Minha exortação é: os jovens de hoje precisam ser preparados para o futuro. Faltam líderes para nossos filhos. O Cristianismo sem a razão e cheio de fábulas é comparável com o fundamentalismo de qualquer outra religião. O fundamentalismo ataca qualquer pensamento diferente... o comportamento resultante pode ser destrutivo. O desafio é: os campos estão brancos, mas poucos são os ceifeiros. Os líderes que deveriam estar discipulando esta geração não estão preparados e não têm a intenção de se preparar. Precisamos usar mais o tempo nas igrejas para ensinar, mas a ênfase continua na retórica do púlpito... púlpitos sem razão, vazios de entendimento, muita retórica, muita emoção, muita música... aquele que ensina, esteja pronto, apto, preparado, douto a ensinar.  

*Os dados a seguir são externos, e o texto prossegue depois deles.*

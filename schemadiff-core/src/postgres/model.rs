//! In-memory schema model and DDL rendering for PostgreSQL.
//!
//! Dependent-object definitions are kept as the catalog-provided text
//! (`pg_get_constraintdef`, `pg_indexes.indexdef`, `pg_get_triggerdef`) and
//! compared textually; the emitter replays them verbatim.

use crate::db::quote_ident;

/// A base table with its columns and dependent objects.
#[derive(Debug, Clone, PartialEq)]
pub struct PostgresTable {
    pub name: String,
    /// Columns in ordinal order.
    pub columns: Vec<PostgresColumn>,
    pub constraints: Vec<PostgresConstraint>,
    pub indexes: Vec<PostgresIndex>,
    pub triggers: Vec<PostgresTrigger>,
}

impl PostgresTable {
    pub fn column_by_name(&self, name: &str) -> Option<&PostgresColumn> {
        self.columns.iter().find(|c| c.name == name)
    }

    pub fn constraint_by_name(&self, name: &str) -> Option<&PostgresConstraint> {
        self.constraints.iter().find(|c| c.name == name)
    }

    pub fn index_by_name(&self, name: &str) -> Option<&PostgresIndex> {
        self.indexes.iter().find(|i| i.name == name)
    }

    pub fn trigger_by_name(&self, name: &str) -> Option<&PostgresTrigger> {
        self.triggers.iter().find(|t| t.name == name)
    }

    /// The CREATE TABLE statement alone: column clauses followed by inline
    /// constraint clauses, one per line.
    pub fn create_table_sql(&self) -> String {
        let mut lines: Vec<String> = self
            .columns
            .iter()
            .map(|c| format!("\t{}", c.definition()))
            .collect();
        lines.extend(
            self.constraints
                .iter()
                .map(|c| format!("\t{}", c.clause())),
        );
        format!(
            "CREATE TABLE {} (\n{}\n);",
            quote_ident(&self.name),
            lines.join(",\n")
        )
    }

    /// Full creation DDL: table, then indexes, then triggers.
    pub fn create_full_sql(&self) -> String {
        let mut sql = self.create_table_sql();
        for index in &self.indexes {
            sql.push('\n');
            sql.push_str(&index.create_sql());
        }
        for trigger in &self.triggers {
            sql.push('\n');
            sql.push_str(&trigger.create_sql());
        }
        sql
    }
}

/// A table column as reported by `information_schema.columns`.
#[derive(Debug, Clone, PartialEq)]
pub struct PostgresColumn {
    pub name: String,
    /// `data_type`, verbatim from the catalog (e.g. `integer`, `text`).
    pub type_name: String,
    pub not_null: bool,
    /// `column_default`, verbatim. `None` means no default.
    pub default: Option<String>,
}

impl PostgresColumn {
    /// The column clause: `"name" type [NOT NULL] [DEFAULT expr]`.
    pub fn definition(&self) -> String {
        let mut def = format!("{} {}", quote_ident(&self.name), self.type_name);
        if self.not_null {
            def.push_str(" NOT NULL");
        }
        if let Some(default) = &self.default {
            def.push_str(&format!(" DEFAULT {}", default));
        }
        def
    }

    /// Equality of everything except the name.
    pub fn attributes_equal(&self, other: &PostgresColumn) -> bool {
        self.type_name == other.type_name
            && self.not_null == other.not_null
            && self.default == other.default
    }
}

/// A table constraint from `pg_constraint`.
#[derive(Debug, Clone, PartialEq)]
pub struct PostgresConstraint {
    pub name: String,
    /// `contype`: p (primary), u (unique), c (check), f (foreign).
    pub kind: char,
    /// `pg_get_constraintdef` output, compared and replayed verbatim.
    pub definition: String,
}

impl PostgresConstraint {
    /// The inline clause: `CONSTRAINT "name" <def>`.
    pub fn clause(&self) -> String {
        format!("CONSTRAINT {} {}", quote_ident(&self.name), self.definition)
    }
}

/// An index from `pg_indexes`, excluding constraint-backed ones.
#[derive(Debug, Clone, PartialEq)]
pub struct PostgresIndex {
    pub table: String,
    pub name: String,
    /// Full `indexdef` statement, compared and replayed verbatim.
    pub definition: String,
}

impl PostgresIndex {
    pub fn create_sql(&self) -> String {
        format!("{};", self.definition)
    }
}

/// A user trigger from `pg_trigger`.
#[derive(Debug, Clone, PartialEq)]
pub struct PostgresTrigger {
    pub name: String,
    /// `pg_get_triggerdef` output.
    pub definition: String,
}

impl PostgresTrigger {
    pub fn create_sql(&self) -> String {
        format!("{};", self.definition)
    }
}

/// A view from `information_schema.views`.
#[derive(Debug, Clone, PartialEq)]
pub struct PostgresView {
    pub name: String,
    /// `view_definition` body; the catalog terminates it with a semicolon.
    pub definition: String,
}

impl PostgresView {
    pub fn create_sql(&self) -> String {
        format!("CREATE VIEW {} AS {}", quote_ident(&self.name), self.definition)
    }
}

#[cfg(test)]
mod tests {
    use super::*;

    #[test]
    fn test_column_definition() {
        let col = PostgresColumn {
            name: "name".to_string(),
            type_name: "text".to_string(),
            not_null: true,
            default: Some("'anon'::text".to_string()),
        };
        assert_eq!(col.definition(), "\"name\" text NOT NULL DEFAULT 'anon'::text");
    }

    #[test]
    fn test_constraint_clause() {
        let constraint = PostgresConstraint {
            name: "pk_users".to_string(),
            kind: 'p',
            definition: "PRIMARY KEY (id)".to_string(),
        };
        assert_eq!(constraint.clause(), "CONSTRAINT \"pk_users\" PRIMARY KEY (id)");
    }

    #[test]
    fn test_create_table_sql_with_constraint() {
        let table = PostgresTable {
            name: "users".to_string(),
            columns: vec![
                PostgresColumn {
                    name: "id".to_string(),
                    type_name: "integer".to_string(),
                    not_null: true,
                    default: None,
                },
                PostgresColumn {
                    name: "name".to_string(),
                    type_name: "text".to_string(),
                    not_null: false,
                    default: None,
                },
            ],
            constraints: vec![PostgresConstraint {
                name: "pk_users".to_string(),
                kind: 'p',
                definition: "PRIMARY KEY (id)".to_string(),
            }],
            indexes: vec![],
            triggers: vec![],
        };
        assert_eq!(
            table.create_table_sql(),
            "CREATE TABLE \"users\" (\n\
             \t\"id\" integer NOT NULL,\n\
             \t\"name\" text,\n\
             \tCONSTRAINT \"pk_users\" PRIMARY KEY (id)\n\
             );"
        );
    }

    #[test]
    fn test_view_create_sql() {
        let view = PostgresView {
            name: "user_ids".to_string(),
            definition: " SELECT id\n   FROM users;".to_string(),
        };
        assert_eq!(
            view.create_sql(),
            "CREATE VIEW \"user_ids\" AS  SELECT id\n   FROM users;"
        );
    }
}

Seus filhos viverão neste mundo. Você pode aliená-los intelectualmente... eles serão como você, sofrerão e farão outros sofrer. Ou eles poderão ser os próximos “Josés do Egito”, fiéis e capacitados, liderando vidas em tempos especiais, livrando gerações futuras da fome, doença, calamidade e escassez... testemunhando e fazendo o bem.